01 Aprile 2020 News Commenti

Coronavirus: possibile chiusura definitiva delle scuole. Si andrà avanti con la didattica a distanza

Il Ministro dell'Istruzione Azzolina, in un intervento al Senato, ha confermato l'ipotesi di un non ritorno a scuola nell'ultima parte dell'anno scolastico 2019/2020, dichiarando che il ritorno in aula sarà possibile "solo se ci saranno le condizioni". Dunque si andrà avanti con la didattica online e nel frattempo si lavora ad un nuovo calendario delle attività e degli impegni di fine anno scolastico.

Scuola: ipotesi non riapertura delle aule

Con le parole pronuciante dal Ministro dell'Istruzione, sembra dunque paventarsi lo scenario di un blocco della ripresa delle attività didattiche in aula. Si continua dunque con la didattica a distanza, sempre più diffusa negli istituti scolastici, anche se contestata e, in alcuni casi, bistrattata da alcuni docenti. Riguardo la didattica online, la Azzolina ha illustrato in Senato i risultati di un monitoraggio chiuso lunedì scorso dal ministero: degli 8,3 milioni di studenti chiusi a casa, "ne sono stati raggiunti 6,7 milioni". Tra registro elettronico, piattaforme e classi virtuali, il 67 per cento delle scuole italiane si è impegnato nelle attività didattiche online e il 48 per cento, secondo le indicazioni dell'Istruzione, ha fatto un collegio docenti online.
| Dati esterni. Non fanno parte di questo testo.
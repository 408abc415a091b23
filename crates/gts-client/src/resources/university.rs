use gts_core::entities::University;
use gts_core::inputs::NewUniversity;
use gts_core::views::UniversityView;

use crate::error::ClientError;
use crate::http::{data, done, optional_data};
use crate::GtsClient;

impl GtsClient {
    pub async fn list_universities(&self) -> Result<Vec<UniversityView>, ClientError> {
        let resp = self.http.get(self.url("/universities")).send().await?;
        let rows: Vec<University> = data(resp).await?;
        Ok(rows.iter().map(UniversityView::from).collect())
    }

    pub async fn get_university(&self, id: &str) -> Result<Option<UniversityView>, ClientError> {
        let resp = self
            .http
            .get(self.url(&format!("/universities/{id}")))
            .send()
            .await?;
        let row: Option<University> = optional_data(resp).await?;
        Ok(row.as_ref().map(UniversityView::from))
    }

    /// Create from a view; its `id` is ignored.
    pub async fn create_university(
        &self,
        view: &UniversityView,
    ) -> Result<UniversityView, ClientError> {
        let resp = self
            .http
            .post(self.url("/universities"))
            .json(&NewUniversity::from(view))
            .send()
            .await?;
        let row: University = data(resp).await?;
        Ok(UniversityView::from(&row))
    }

    /// Overwrite every field of university `id` with the view's values.
    pub async fn update_university(
        &self,
        id: &str,
        view: &UniversityView,
    ) -> Result<UniversityView, ClientError> {
        let resp = self
            .http
            .put(self.url(&format!("/universities/{id}")))
            .json(&NewUniversity::from(view))
            .send()
            .await?;
        let row: University = data(resp).await?;
        Ok(UniversityView::from(&row))
    }

    pub async fn delete_university(&self, id: &str) -> Result<(), ClientError> {
        let resp = self
            .http
            .delete(self.url(&format!("/universities/{id}")))
            .send()
            .await?;
        done(resp).await
    }
}
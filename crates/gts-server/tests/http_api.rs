//! HTTP contract tests against a server bound to an ephemeral port.

use gts_config::{Environment, ServerConfig};
use gts_db::service::RegistryService;
use gts_server::{AppState, build_router};
use pretty_assertions::assert_eq;
use serde_json::{Value, json};

struct TestApp {
    base: String,
    client: reqwest::Client,
}

impl TestApp {
    async fn spawn() -> Self {
        Self::spawn_with(ServerConfig::default()).await
    }

    async fn spawn_with(config: ServerConfig) -> Self {
        let service = RegistryService::new_local(":memory:")
            .await
            .expect("open database");
        let app = build_router(AppState::new(service, config));
        let listener = tokio::net::TcpListener::bind("127.0.0.1:0")
            .await
            .expect("bind listener");
        let addr = listener.local_addr().expect("local addr");
        tokio::spawn(async move { axum::serve(listener, app).await.expect("serve app") });
        Self {
            base: format!("http://{addr}/api"),
            client: reqwest::Client::new(),
        }
    }

    fn url(&self, path: &str) -> String {
        format!("{}{path}", self.base)
    }

    async fn get(&self, path: &str) -> (u16, Value) {
        let resp = self.client.get(self.url(path)).send().await.expect("send");
        (resp.status().as_u16(), resp.json().await.expect("json body"))
    }

    async fn post(&self, path: &str, body: &Value) -> (u16, Value) {
        let resp = self
            .client
            .post(self.url(path))
            .json(body)
            .send()
            .await
            .expect("send");
        (resp.status().as_u16(), resp.json().await.expect("json body"))
    }

    async fn put(&self, path: &str, body: &Value) -> (u16, Value) {
        let resp = self
            .client
            .put(self.url(path))
            .json(body)
            .send()
            .await
            .expect("send");
        (resp.status().as_u16(), resp.json().await.expect("json body"))
    }

    async fn delete(&self, path: &str) -> (u16, Value) {
        let resp = self.client.delete(self.url(path)).send().await.expect("send");
        (resp.status().as_u16(), resp.json().await.expect("json body"))
    }

    /// Create a record and return its id field.
    async fn create(&self, path: &str, body: Value, id_field: &str) -> i64 {
        let (status, body) = self.post(path, &body).await;
        assert_eq!(status, 201, "create {path}: {body}");
        body["data"][id_field].as_i64().expect("numeric id")
    }
}

struct Seed {
    university: i64,
    institute: i64,
    author: i64,
    supervisor: i64,
    topic: i64,
}

async fn seed(app: &TestApp) -> Seed {
    let university = app
        .create(
            "/universities",
            json!({"name": "Ankara University", "country": "Turkey", "city": "Ankara"}),
            "university_id",
        )
        .await;
    let institute = app
        .create(
            "/institutes",
            json!({"name": "Institute of Science", "university_id": university}),
            "institute_id",
        )
        .await;
    let author = app
        .create(
            "/people",
            json!({"first_name": "Deniz", "last_name": "Öztürk", "email": "deniz@example.org"}),
            "person_id",
        )
        .await;
    let supervisor = app
        .create(
            "/people",
            json!({"first_name": "Cem", "last_name": "Arslan", "email": "cem@example.org",
                   "affiliation": "Ankara University"}),
            "person_id",
        )
        .await;
    let topic = app
        .create("/subject-topics", json!({"topic_name": "Robotics"}), "topic_id")
        .await;
    Seed {
        university,
        institute,
        author,
        supervisor,
        topic,
    }
}

fn thesis_body(seed: &Seed, title: &str, year: i32) -> Value {
    json!({
        "title": title,
        "abstract": "An abstract.",
        "author_id": seed.author,
        "year": year,
        "type": "Master",
        "university_id": seed.university,
        "institute_id": seed.institute,
        "num_pages": 120,
        "language": "Turkish",
        "submission_date": format!("{year}-05-20"),
        "supervisor_ids": [seed.supervisor],
        "subject_topic_ids": [seed.topic],
        "keywords": ["robot", "control"]
    })
}

#[tokio::test]
async fn health_reports_ok() {
    let app = TestApp::spawn().await;
    let (status, body) = app.get("/health").await;
    assert_eq!(status, 200);
    assert_eq!(
        body,
        json!({"status": "ok", "message": "GTS Backend API is running"})
    );
}

#[tokio::test]
async fn university_crud_roundtrip() {
    let app = TestApp::spawn().await;

    let (status, created) = app
        .post(
            "/universities",
            &json!({"name": "Hacettepe University", "country": "Turkey", "city": "Ankara"}),
        )
        .await;
    assert_eq!(status, 201);
    assert_eq!(created["success"], true);
    let id = created["data"]["university_id"].as_i64().unwrap();

    let (status, listed) = app.get("/universities").await;
    assert_eq!(status, 200);
    assert_eq!(listed["data"].as_array().unwrap().len(), 1);

    let (status, updated) = app
        .put(&format!("/universities/{id}"), &json!({"city": "Beytepe"}))
        .await;
    assert_eq!(status, 200);
    assert_eq!(updated["data"]["city"], "Beytepe");
    assert_eq!(updated["data"]["name"], "Hacettepe University");

    let (status, deleted) = app.delete(&format!("/universities/{id}")).await;
    assert_eq!(status, 200);
    assert_eq!(
        deleted,
        json!({"success": true, "message": "University deleted successfully"})
    );

    let (status, missing) = app.get(&format!("/universities/{id}")).await;
    assert_eq!(status, 404);
    assert_eq!(
        missing,
        json!({"success": false, "error": "University not found"})
    );
}

#[tokio::test]
async fn missing_ids_are_404_for_every_verb() {
    let app = TestApp::spawn().await;
    let (status, _) = app.get("/people/99").await;
    assert_eq!(status, 404);
    let (status, body) = app
        .put("/subject-topics/99", &json!({"topic_name": "Renamed"}))
        .await;
    assert_eq!(status, 404);
    assert_eq!(body["error"], "Subject topic not found");
    let (status, body) = app.delete("/theses/99").await;
    assert_eq!(status, 404);
    assert_eq!(body["error"], "Thesis not found");
}

#[tokio::test]
async fn validation_failure_lists_field_issues() {
    let app = TestApp::spawn().await;
    let (status, body) = app
        .post("/universities", &json!({"name": "", "city": "Izmir"}))
        .await;
    assert_eq!(status, 400);
    assert_eq!(body["success"], false);
    assert_eq!(body["error"], "Validation failed");

    let paths: Vec<&str> = body["details"]
        .as_array()
        .unwrap()
        .iter()
        .map(|d| d["path"].as_str().unwrap())
        .collect();
    assert!(paths.contains(&"name"), "{paths:?}");
    assert!(paths.contains(&"country"), "{paths:?}");
}

#[tokio::test]
async fn malformed_json_and_bad_ids_are_400() {
    let app = TestApp::spawn().await;

    let resp = app
        .client
        .post(app.url("/universities"))
        .header("content-type", "application/json")
        .body("{\"name\": ")
        .send()
        .await
        .unwrap();
    assert_eq!(resp.status().as_u16(), 400);
    let body: Value = resp.json().await.unwrap();
    assert_eq!(body["success"], false);

    let (status, body) = app.get("/institutes/abc").await;
    assert_eq!(status, 400);
    assert_eq!(body["success"], false);
}

#[tokio::test]
async fn thesis_aggregate_over_http() {
    let app = TestApp::spawn().await;
    let seed = seed(&app).await;

    let id = app
        .create("/theses", thesis_body(&seed, "Legged locomotion", 2022), "thesis_id")
        .await;

    let (status, detail) = app.get(&format!("/theses/{id}")).await;
    assert_eq!(status, 200);
    let data = &detail["data"];
    assert_eq!(data["title"], "Legged locomotion");
    assert_eq!(data["type"], "Master");
    assert_eq!(data["submission_date"], "2022-05-20");
    assert_eq!(data["keywords"], json!(["control", "robot"]));
    assert_eq!(data["subjectTopics"][0]["topic_name"], "Robotics");
    assert!(data.get("subject_topics").is_none());
    assert_eq!(
        data["supervisors"],
        json!([{"thesis_id": id, "person_id": seed.supervisor, "role": "Supervisor"}])
    );

    let (status, updated) = app
        .put(
            &format!("/theses/{id}"),
            &json!({"type": "Doctorate", "keywords": ["robot"], "co_supervisor_id": seed.author}),
        )
        .await;
    assert_eq!(status, 200, "{updated}");
    assert_eq!(updated["data"]["type"], "Doctorate");

    let (_, detail) = app.get(&format!("/theses/{id}")).await;
    assert_eq!(detail["data"]["keywords"], json!(["robot"]));
    assert_eq!(detail["data"]["supervisors"].as_array().unwrap().len(), 2);

    let (status, body) = app.delete(&format!("/theses/{id}")).await;
    assert_eq!(status, 200);
    assert_eq!(body["message"], "Thesis deleted successfully");
}

#[tokio::test]
async fn thesis_payload_rules() {
    let app = TestApp::spawn().await;
    let seed = seed(&app).await;

    let mut body = thesis_body(&seed, "Twice supervised", 2021);
    body["supervisor_ids"] = json!([seed.supervisor, seed.supervisor]);
    let (status, resp) = app.post("/theses", &body).await;
    assert_eq!(status, 400);
    assert_eq!(resp["details"][0]["path"], "supervisor_ids");

    let mut body = thesis_body(&seed, "No supervisors", 2021);
    body["supervisor_ids"] = json!([]);
    let (status, _) = app.post("/theses", &body).await;
    assert_eq!(status, 400);

    let mut body = thesis_body(&seed, "Bad type", 2021);
    body["type"] = json!("Bachelor");
    let (status, _) = app.post("/theses", &body).await;
    assert_eq!(status, 400);

    let mut body = thesis_body(&seed, "Ghost supervisor", 2021);
    body["supervisor_ids"] = json!([9999]);
    let (status, resp) = app.post("/theses", &body).await;
    assert_eq!(status, 400);
    assert_eq!(
        resp["error"],
        "Cannot create or update this record because the referenced item does not exist."
    );

    let (_, stats) = app.get("/dashboard/stats").await;
    assert_eq!(stats["data"]["totalTheses"], 0);
}

#[tokio::test]
async fn search_filters_and_validates() {
    let app = TestApp::spawn().await;
    let seed = seed(&app).await;
    for (title, year) in [("A", 2019), ("B", 2020), ("C", 2021), ("D", 2022)] {
        app.create("/theses", thesis_body(&seed, title, year), "thesis_id")
            .await;
    }

    let (status, body) = app.get("/theses/search?year_from=2020&year_to=2021").await;
    assert_eq!(status, 200);
    let titles: Vec<&str> = body["data"]
        .as_array()
        .unwrap()
        .iter()
        .map(|t| t["title"].as_str().unwrap())
        .collect();
    assert_eq!(titles, vec!["C", "B"]);

    let (_, all) = app.get("/theses/search").await;
    let (_, listed) = app.get("/theses").await;
    assert_eq!(all, listed);

    let (status, body) = app.get("/theses/search?year_from=1800").await;
    assert_eq!(status, 400);
    assert_eq!(body["details"][0]["path"], "year_from");

    let (status, body) = app.get("/theses/search?type=Bachelor").await;
    assert_eq!(status, 400);
    assert_eq!(body["details"][0]["path"], "type");
}

#[tokio::test]
async fn referential_errors_use_entity_messages() {
    let app = TestApp::spawn().await;
    let seed = seed(&app).await;
    app.create("/theses", thesis_body(&seed, "Blocking", 2020), "thesis_id")
        .await;

    let (status, body) = app.delete(&format!("/universities/{}", seed.university)).await;
    assert_eq!(status, 400);
    assert_eq!(
        body["error"],
        "Cannot delete this university because it has associated institutes. Please delete or reassign the institutes first."
    );

    let (status, body) = app.delete(&format!("/people/{}", seed.supervisor)).await;
    assert_eq!(status, 400);
    assert!(
        body["error"]
            .as_str()
            .unwrap()
            .contains("as author or supervisor")
    );

    let (status, body) = app
        .delete(&format!("/subject-topics/{}", seed.topic))
        .await;
    assert_eq!(status, 400);
    assert!(body["error"].as_str().unwrap().contains("associated with theses"));

    let (status, body) = app
        .post("/institutes", &json!({"name": "Orphan", "university_id": 404}))
        .await;
    assert_eq!(status, 400);
    assert_eq!(
        body["error"],
        "Cannot create or update this record because the referenced item does not exist."
    );
}

#[tokio::test]
async fn duplicate_email_is_conflict() {
    let app = TestApp::spawn().await;
    let body = json!({"first_name": "A", "last_name": "B", "email": "same@example.org"});
    app.create("/people", body.clone(), "person_id").await;
    let (status, resp) = app.post("/people", &body).await;
    assert_eq!(status, 409);
    assert_eq!(resp["error"], "Person already exists");
}

#[tokio::test]
async fn institutes_by_university() {
    let app = TestApp::spawn().await;
    let seed = seed(&app).await;
    let (status, body) = app
        .get(&format!("/institutes/university/{}", seed.university))
        .await;
    assert_eq!(status, 200);
    assert_eq!(body["data"][0]["institute_id"], seed.institute);

    let (_, body) = app.get("/institutes/university/777").await;
    assert_eq!(body["data"], json!([]));
}

#[tokio::test]
async fn dashboard_counts() {
    let app = TestApp::spawn().await;
    seed(&app).await;
    let (status, body) = app.get("/dashboard/stats").await;
    assert_eq!(status, 200);
    assert_eq!(
        body["data"],
        json!({"totalTheses": 0, "totalUniversities": 1, "totalPeople": 2, "totalInstitutes": 1})
    );
}

#[tokio::test]
async fn cors_preflight_for_allowed_origin() {
    let app = TestApp::spawn_with(ServerConfig {
        environment: Environment::Development,
        ..ServerConfig::default()
    })
    .await;

    let resp = app
        .client
        .request(reqwest::Method::OPTIONS, app.url("/theses"))
        .header("origin", "http://localhost:5173")
        .header("access-control-request-method", "POST")
        .send()
        .await
        .unwrap();
    assert_eq!(resp.status().as_u16(), 204);
    assert_eq!(
        resp.headers()["access-control-allow-origin"],
        "http://localhost:5173"
    );
    assert_eq!(resp.headers()["access-control-allow-credentials"], "true");

    let resp = app
        .client
        .get(app.url("/health"))
        .header("origin", "http://evil.example")
        .send()
        .await
        .unwrap();
    assert_eq!(resp.status().as_u16(), 200);
    assert!(resp.headers().get("access-control-allow-origin").is_none());
}

#[tokio::test]
async fn unknown_route_is_enveloped_404() {
    let app = TestApp::spawn().await;
    let (status, body) = app.get("/nope").await;
    assert_eq!(status, 404);
    assert_eq!(body["success"], false);
}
Un discreto risultato dunque, considerando il livello di digitalizzazione della scuola italiana, purtroppo ancora molto indietro rispetto agli standard europei. A dare man forte alla teledidattica ci penseranno mille assistenti informatici i quali aiuteranno scuole e studenti in difficoltà. Per questa fase emergenziale sono state stanziate risorse per 136,7 milioni di euro. Settanta milioni andranno per pc e tablet da destinare a chi ne è sprovvisto e 8,2 milioni per gli animatori digitali.

NUOVO CALENDARIO PER LA SCUOLA

Il Ministro Azzolina, dopo aver confermato che l'anno scolastico in corso è salvo, in deroga al limite dei 200 giorni minimi, ha assicurato che sta lavorando alla ridefinizione del calendario, alla valutazione, al recupero e agli esami di Stato per le scuole secondarie di primo e secondo grado senza entrare in ulteriori dettagli. Inoltre, non si realizzeranno più attività di Alternanza scuola lavoro per gli istituti che non li hanno espletati prima di marzo e non si faranno più neanche i Test Invalsi: entrambe le attività verranno bloccate e anche se non realizzate permetteranno ugualmente l'ammissione al'Esame di Stato di quinta superiore.

NUOVa proroga delle misure restrittive

Nel frattempo, Il governo sta lavorando ad una proroga delle misure restrittive fino al 13 aprile. Successivamente a questa data, in linea con l'andamento dei contagi e le indicazioni degli esperti, dovrebbe cominciare una graduale riapertura delle attività in cui non ci sono assembramenti di persone. Per la scuola dunque si prevede una riapertura che come minimo potrà effettuarsi a maggio. Secondo tale previsioni, pertanto, pare sempre più configurarsi la definitiva chiusura "fisica" della scuole per l'anno scolastico in corso.